# petco you're doing it right :)



## aquariumlover10 (Oct 15, 2014)

Ok, so i went to petco yesterday, and they had GWK(golden wonder killifish), and they trimmed plant and sold trimming for really cheap, didn't have any aggresive fish in with peaceful, long finned, or anything they should be with, and only had bettas with plants instead of crays like normal, and they had pleco distributed throught tanks for algae, and my patsmat has angelfish, african cichlids, and shrimp together, I like the petco better 
Anyone elsehave exps like this?


----------



## fraviz (Oct 24, 2012)

It really depends of the store. There is only around here that I like. And mostly go for supplies

Sent from my SGH-M919 using Tapatalk


----------



## fraviz (Oct 24, 2012)

Meant to say only 2

Sent from my SGH-M919 using Tapatalk


----------



## aquariumlover10 (Oct 15, 2014)

Ok, I just thought tbat that is awesome,and they haave a section/rack dedacated to bettas, and they don't have any bowls smaller then 2g and they have filters, heaters, various food, 7 different types of bettas, and they have a care guide thing.


----------



## serenityfate1 (Sep 4, 2014)

Most of my petcos around the area doesbt even carry those exotic fishes.. And their plants are always dead.. Things are always dying aroubd these shops


----------



## barrel (Dec 31, 2011)

yes, the place where people put yellow tangs into their planted tanks


----------



## aquariumlover10 (Oct 15, 2014)

Hahaha, my petco doesn't have sw, I guess that's better


----------



## TankAaron (Aug 8, 2014)

My experience in my area was the complete opposite. I don't plan on doing business with PetCo any time soon, but I did love my experience with PetSmart.

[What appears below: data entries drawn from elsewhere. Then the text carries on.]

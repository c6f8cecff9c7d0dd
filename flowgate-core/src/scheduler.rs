//! Job graph scheduler.
//!
//! Jobs are declared up front, wired with `requires`/`after`, then started all
//! at once by [`Scheduler::run`]. Each job waits on its dependencies' outcome
//! futures directly; there is no central dispatch loop.

use std::collections::HashSet;
use std::sync::{Arc, Mutex};

use futures::future::join_all;
use tracing::{error, info};

use crate::context::Context;
use crate::error::UsageError;
use crate::job::{DependencyGraph, Flow, Job, SharedGraph};
use crate::report::ScheduleReport;
use crate::resources::ResourceManager;

#[derive(Debug, Default)]
pub struct Scheduler {
    graph: SharedGraph,
    jobs: Vec<Job>,
    labels: HashSet<String>,
}

impl Scheduler {
    pub fn new() -> Self {
        Self {
            graph: Arc::new(Mutex::new(DependencyGraph::default())),
            jobs: Vec::new(),
            labels: HashSet::new(),
        }
    }

    /// Declare a job. Labels must be unique within the scheduler.
    pub fn create_job(&mut self, label: impl Into<String>, flows: Vec<Flow>) -> Result<Job, UsageError> {
        let label = label.into();
        if !self.labels.insert(label.clone()) {
            return Err(UsageError::DuplicateJob { job: label });
        }
        let job = Job::new(label, flows, self.graph.clone());
        self.jobs.push(job.clone());
        Ok(job)
    }

    pub fn jobs(&self) -> &[Job] {
        &self.jobs
    }

    /// Lock every job, start them all concurrently and wait for every
    /// outcome. Returns the per-job report; a failing job never stops the
    /// others from resolving.
    pub async fn run(&self, ctx: Context, resources: ResourceManager) -> Result<ScheduleReport, UsageError> {
        for job in &self.jobs {
            job.lock()?;
        }
        info!(jobs = self.jobs.len(), "scheduling jobs");

        let handles: Vec<_> = self
            .jobs
            .iter()
            .map(|job| tokio::spawn(job.clone().run(ctx.clone(), resources.clone())))
            .collect();

        for (job, joined) in self.jobs.iter().zip(join_all(handles).await) {
            if let Err(join_error) = joined {
                error!(job = job.label(), %join_error, "job task aborted");
                job.fail_unresolved(format!("job task aborted: {join_error}"));
            }
        }

        Ok(ScheduleReport::from_jobs(&self.jobs))
    }
}
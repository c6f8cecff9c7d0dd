//! Account derivation bookkeeping.
//!
//! Concurrent flows draw fresh accounts from one [`KeyRegistry`]; the next
//! unused index is what the output snapshot carries into a follow-up run.

use std::sync::atomic::{AtomicU64, Ordering};
use std::sync::Arc;

/// Hands out unique, strictly increasing derivation indices.
#[derive(Debug, Clone)]
pub struct KeyRegistry {
    prefix: Arc<str>,
    next: Arc<AtomicU64>,
}

impl KeyRegistry {
    pub fn new(prefix: impl Into<String>, start: u64) -> Self {
        Self {
            prefix: Arc::from(prefix.into()),
            next: Arc::new(AtomicU64::new(start)),
        }
    }

    /// Reserve `n` consecutive indices and return their derivation URIs.
    pub fn create_accounts(&self, n: usize) -> Vec<String> {
        let first = self.next.fetch_add(n as u64, Ordering::SeqCst);
        (first..first + n as u64)
            .map(|index| format!("{}//{}", self.prefix, index))
            .collect()
    }

    pub fn create_account(&self) -> String {
        let first = self.next.fetch_add(1, Ordering::SeqCst);
        format!("{}//{}", self.prefix, first)
    }

    /// First index not yet handed out.
    pub fn next_key_id(&self) -> u64 {
        self.next.load(Ordering::SeqCst)
    }
}

#[cfg(test)]
mod tests {
    use super::*;

    #[test]
    fn test_accounts_are_sequential_from_start() {
        let keys = KeyRegistry::new("//testing", 10);
        assert_eq!(
            keys.create_accounts(2),
            vec!["//testing//10".to_string(), "//testing//11".to_string()]
        );
        assert_eq!(keys.create_account(), "//testing//12");
        assert_eq!(keys.next_key_id(), 13);
    }

    #[tokio::test]
    async fn test_concurrent_callers_never_share_an_index() {
        let keys = KeyRegistry::new("//t", 0);
        let tasks: Vec<_> = (0..8)
            .map(|_| {
                let keys = keys.clone();
                tokio::spawn(async move { keys.create_accounts(5) })
            })
            .collect();
        let mut all = Vec::new();
        for task in tasks {
            all.extend(task.await.unwrap());
        }
        all.sort();
        all.dedup();
        assert_eq!(all.len(), 40);
        assert_eq!(keys.next_key_id(), 40);
    }
}
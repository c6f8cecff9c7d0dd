//! Fixture execution protocol.
//!
//! A fixture is one logical test action: `execute` changes backend state and
//! checks that the backend behaved as expected, `verify_convergence`
//! optionally proves the read side caught up. [`FixtureRunner`] drives the
//! single-shot state machine `Created -> Executing -> Executed{error?}`.
//!
//! Only [`AssertionFailure`]s raised during `execute` are contained on the
//! runner. Any other error is treated as an infrastructure failure and
//! propagates to the calling flow.

use std::sync::Arc;

use anyhow::{anyhow, Result};
use async_trait::async_trait;
use futures::future::BoxFuture;
use serde_json::Value;
use tracing::{debug, info, warn};

use crate::backend::{ChainEvent, InclusionResult, SignedAction};
use crate::context::Context;
use crate::error::{AssertionFailure, UsageError};

/// One test action with an optional read-side convergence check.
#[async_trait]
pub trait Fixture: Send {
    fn name(&self) -> &str;

    async fn execute(&mut self, ctx: &Context) -> Result<()>;

    async fn verify_convergence(&mut self, _ctx: &Context) -> Result<()> {
        Ok(())
    }
}

#[derive(Debug, Clone, PartialEq, Eq)]
enum FixtureState {
    Created,
    Executing,
    Executed { error: Option<AssertionFailure> },
    /// `execute` raised an infrastructure error.
    Aborted,
}

/// Runs a fixture exactly once and holds its result.
pub struct FixtureRunner<F: Fixture> {
    fixture: F,
    state: FixtureState,
}

impl<F: Fixture> FixtureRunner<F> {
    pub fn new(fixture: F) -> Self {
        Self {
            fixture,
            state: FixtureState::Created,
        }
    }

    pub fn fixture(&self) -> &F {
        &self.fixture
    }

    pub fn into_inner(self) -> F {
        self.fixture
    }

    pub fn is_executed(&self) -> bool {
        matches!(self.state, FixtureState::Executed { .. })
    }

    /// Execute the fixture. A second call fails without touching the backend.
    ///
    /// Returns `Ok` when execution finished, including when it finished with a
    /// contained assertion failure; check [`Self::did_fail`].
    pub async fn run(&mut self, ctx: &Context) -> Result<()> {
        if self.state != FixtureState::Created {
            return Err(UsageError::FixtureAlreadyRun {
                fixture: self.fixture.name().to_string(),
            }
            .into());
        }
        self.state = FixtureState::Executing;
        debug!(fixture = self.fixture.name(), "executing fixture");

        match self.fixture.execute(ctx).await {
            Ok(()) => {
                info!(fixture = self.fixture.name(), "fixture executed");
                self.state = FixtureState::Executed { error: None };
                Ok(())
            }
            Err(err) => match err.downcast::<AssertionFailure>() {
                Ok(failure) => {
                    warn!(fixture = self.fixture.name(), %failure, "fixture failed");
                    self.state = FixtureState::Executed {
                        error: Some(failure),
                    };
                    Ok(())
                }
                Err(err) => {
                    self.state = FixtureState::Aborted;
                    Err(err.context(format!("fixture '{}' aborted", self.fixture.name())))
                }
            },
        }
    }

    pub fn did_fail(&self) -> Result<bool, UsageError> {
        self.execution_error().map(|e| e.is_some())
    }

    pub fn execution_error(&self) -> Result<Option<&AssertionFailure>, UsageError> {
        match &self.state {
            FixtureState::Executed { error } => Ok(error.as_ref()),
            _ => Err(UsageError::NotExecuted {
                fixture: self.fixture.name().to_string(),
            }),
        }
    }

    /// Run the fixture's convergence check. Must follow a successful execution.
    pub async fn verify_convergence(&mut self, ctx: &Context) -> Result<()> {
        if let Some(failure) = self.execution_error()? {
            return Err(failure.clone().into());
        }
        self.fixture.verify_convergence(ctx).await
    }

    /// `run`, surface a contained failure as an error, then verify convergence.
    /// This is what flows normally call.
    pub async fn run_and_verify(&mut self, ctx: &Context) -> Result<()> {
        self.run(ctx).await?;
        self.verify_convergence(ctx).await
    }
}

/// Give each action a strictly decreasing tip so fee-priority ordering puts
/// them in submission order across distinct signers.
///
/// This is a best-effort hint: the backend is free to order differently, and
/// checks that depend on it may be flaky. The largest tip is
/// `actions.len() * step`; if that does not fit in a `u64` nothing is changed.
pub fn apply_decremental_tips(actions: &mut [SignedAction], step: u64) -> Result<(), UsageError> {
    let count = actions.len();
    if (count as u64).checked_mul(step).is_none() {
        return Err(UsageError::TipOverflow { count, step });
    }
    for (i, action) in actions.iter_mut().enumerate() {
        action.tip = (count - i) as u64 * step;
    }
    Ok(())
}

/// What the backend is expected to do with every action of a fixture.
#[derive(Debug, Clone, PartialEq, Eq)]
pub enum Expectation {
    Success,
    /// Rejected with this named dispatch error.
    Rejected(String),
}

type ConvergencePredicate = Arc<dyn Fn(&Value, &[InclusionResult]) -> Result<()> + Send + Sync>;

/// Read-side check for an [`ActionFixture`]: `query` is re-run until
/// `predicate` accepts its result.
#[derive(Clone)]
pub struct ConvergenceCheck {
    condition: String,
    query: String,
    variables: Value,
    predicate: ConvergencePredicate,
}

impl ConvergenceCheck {
    pub fn new<P>(condition: impl Into<String>, query: impl Into<String>, variables: Value, predicate: P) -> Self
    where
        P: Fn(&Value, &[InclusionResult]) -> Result<()> + Send + Sync + 'static,
    {
        Self {
            condition: condition.into(),
            query: query.into(),
            variables,
            predicate: Arc::new(predicate),
        }
    }
}

/// Submit a batch of signed actions and check each inclusion result against
/// an [`Expectation`].
pub struct ActionFixture {
    name: String,
    actions: Vec<SignedAction>,
    expectation: Expectation,
    ordered: bool,
    convergence: Option<ConvergenceCheck>,
    results: Vec<InclusionResult>,
}

impl ActionFixture {
    pub fn new(name: impl Into<String>, actions: Vec<SignedAction>) -> Self {
        Self {
            name: name.into(),
            actions,
            expectation: Expectation::Success,
            ordered: false,
            convergence: None,
            results: Vec::new(),
        }
    }

    /// Expect every action to be rejected with `error`.
    pub fn expect_rejection(mut self, error: impl Into<String>) -> Self {
        self.expectation = Expectation::Rejected(error.into());
        self
    }

    /// Ask for inclusion in submission order via decremental tips.
    pub fn ordered(mut self) -> Self {
        self.ordered = true;
        self
    }

    pub fn with_convergence(mut self, check: ConvergenceCheck) -> Self {
        self.convergence = Some(check);
        self
    }

    pub fn results(&self) -> &[InclusionResult] {
        &self.results
    }

    /// Every event of the given kind across all results, in submission order.
    pub fn events(&self, section: &str, method: &str) -> Vec<&ChainEvent> {
        self.results
            .iter()
            .flat_map(|r| r.events.iter())
            .filter(|e| e.is(section, method))
            .collect()
    }

    fn check_result(&self, index: usize, result: &InclusionResult) -> Result<(), AssertionFailure> {
        let call = &self.actions[index].call;
        match (&self.expectation, &result.dispatch_error) {
            (Expectation::Success, None) => Ok(()),
            (Expectation::Success, Some(error)) => Err(AssertionFailure::new(format!(
                "action #{index} ({call}) was rejected with {error}"
            ))),
            (Expectation::Rejected(expected), None) => Err(AssertionFailure::new(format!(
                "action #{index} ({call}) succeeded, expected rejection with {expected}"
            ))),
            (Expectation::Rejected(expected), Some(actual)) if expected == actual => Ok(()),
            (Expectation::Rejected(expected), Some(actual)) => Err(AssertionFailure::new(format!(
                "action #{index} ({call}) rejected with {actual}, expected {expected}"
            ))),
        }
    }
}

#[async_trait]
impl Fixture for ActionFixture {
    fn name(&self) -> &str {
        &self.name
    }

    async fn execute(&mut self, ctx: &Context) -> Result<()> {
        let mut actions = self.actions.clone();
        if self.ordered {
            apply_decremental_tips(&mut actions, ctx.env.tip_step)?;
        }
        let count = actions.len();
        let results = ctx.backend.submit(actions).await?;
        if results.len() != count {
            return Err(anyhow!(
                "backend returned {} results for {} actions",
                results.len(),
                count
            ));
        }
        self.results = results;

        for (index, result) in self.results.iter().enumerate() {
            self.check_result(index, result)?;
        }
        Ok(())
    }

    async fn verify_convergence(&mut self, ctx: &Context) -> Result<()> {
        let Some(check) = self.convergence.clone() else {
            return Ok(());
        };
        let results = &self.results;
        ctx.poll_until(&check.condition, || {
            let query = ctx.query.clone();
            let check = check.clone();
            async move {
                let value = query.query(&check.query, check.variables.clone()).await?;
                (check.predicate)(&value, results.as_slice())
            }
        })
        .await?;
        Ok(())
    }
}

type FixtureFn = Box<dyn FnMut(Context) -> BoxFuture<'static, Result<()>> + Send>;

/// Fixture built from closures: an `execute` body and an optional
/// convergence check.
pub struct FnFixture {
    name: String,
    execute: FixtureFn,
    convergence: Option<FixtureFn>,
}

impl FnFixture {
    pub fn new<E>(name: impl Into<String>, execute: E) -> Self
    where
        E: FnMut(Context) -> BoxFuture<'static, Result<()>> + Send + 'static,
    {
        Self {
            name: name.into(),
            execute: Box::new(execute),
            convergence: None,
        }
    }

    pub fn with_convergence<C>(mut self, check: C) -> Self
    where
        C: FnMut(Context) -> BoxFuture<'static, Result<()>> + Send + 'static,
    {
        self.convergence = Some(Box::new(check));
        self
    }
}

#[async_trait]
impl Fixture for FnFixture {
    fn name(&self) -> &str {
        &self.name
    }

    async fn execute(&mut self, ctx: &Context) -> Result<()> {
        (self.execute)(ctx.clone()).await
    }

    async fn verify_convergence(&mut self, ctx: &Context) -> Result<()> {
        match self.convergence.as_mut() {
            Some(check) => check(ctx.clone()).await,
            None => Ok(()),
        }
    }
}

In the end, the we peon employees can make a HUGE difference on the customer's point of view of the store. Your PetCo seems to have the kind of employees the PetSmart in my area has, and vice versa.


----------



## aquariumlover10 (Oct 15, 2014)

Yup, before I moved I was in a small town, the only petstore I would even try to buy anything from was petsmart, and the lady that was in the fish area told mewhat fish I could and couldn't get, but she wasn't their when they told me I could put a upside catfish in their.


----------



## countryboy12484 (Jul 22, 2014)

In my town its the opposite.. Our petsmart suck and the petco is ok... I dont like buying from either one but we dont have a lfs...


----------



## Newt (Apr 1, 2004)

In my area both Petco and PetDumb have those color dyed fish. BOYCOTT and email them.


----------



## aquariumlover10 (Oct 15, 2014)

Yeah, I'm lucky, I have a awesome lfs and petco is great, petsmart is ok.


----------



## aquariumlover10 (Oct 15, 2014)

None of my placessell those, my lfs now and then has dyed adfs but that's all.


----------



## HDBenson (Sep 24, 2014)

Where I used to live had bothe a PetSmart and a PetCo. The Petsmart is about ten years old and the PetCo maybe a year old now. The small pets employees at PS were somewhat knowledgeable about both fish and plants and passionate about the small pets animals i.e. fish and herps. They were ALWAYS helpful and ALWAYS happy to see me. They would call me when a new sp. of fish or plant came in shipment. The PC employees however, were just around for a job and on several occasions I had to net my own fish and even refuse service from certain employees because of their netting tactics. There was also a LFS that was very nice, knowledgeable and helpful. They even paid me for my various cichlid fry and plant cuttings - cash, not credit!. I did most of my business at the LFS and PS.


----------



## aquatic tuna (Jan 18, 2012)

the petco near me in ocean city md...is a fish killer...I wouldnt buy anything there...pet smart is a little better IMO


----------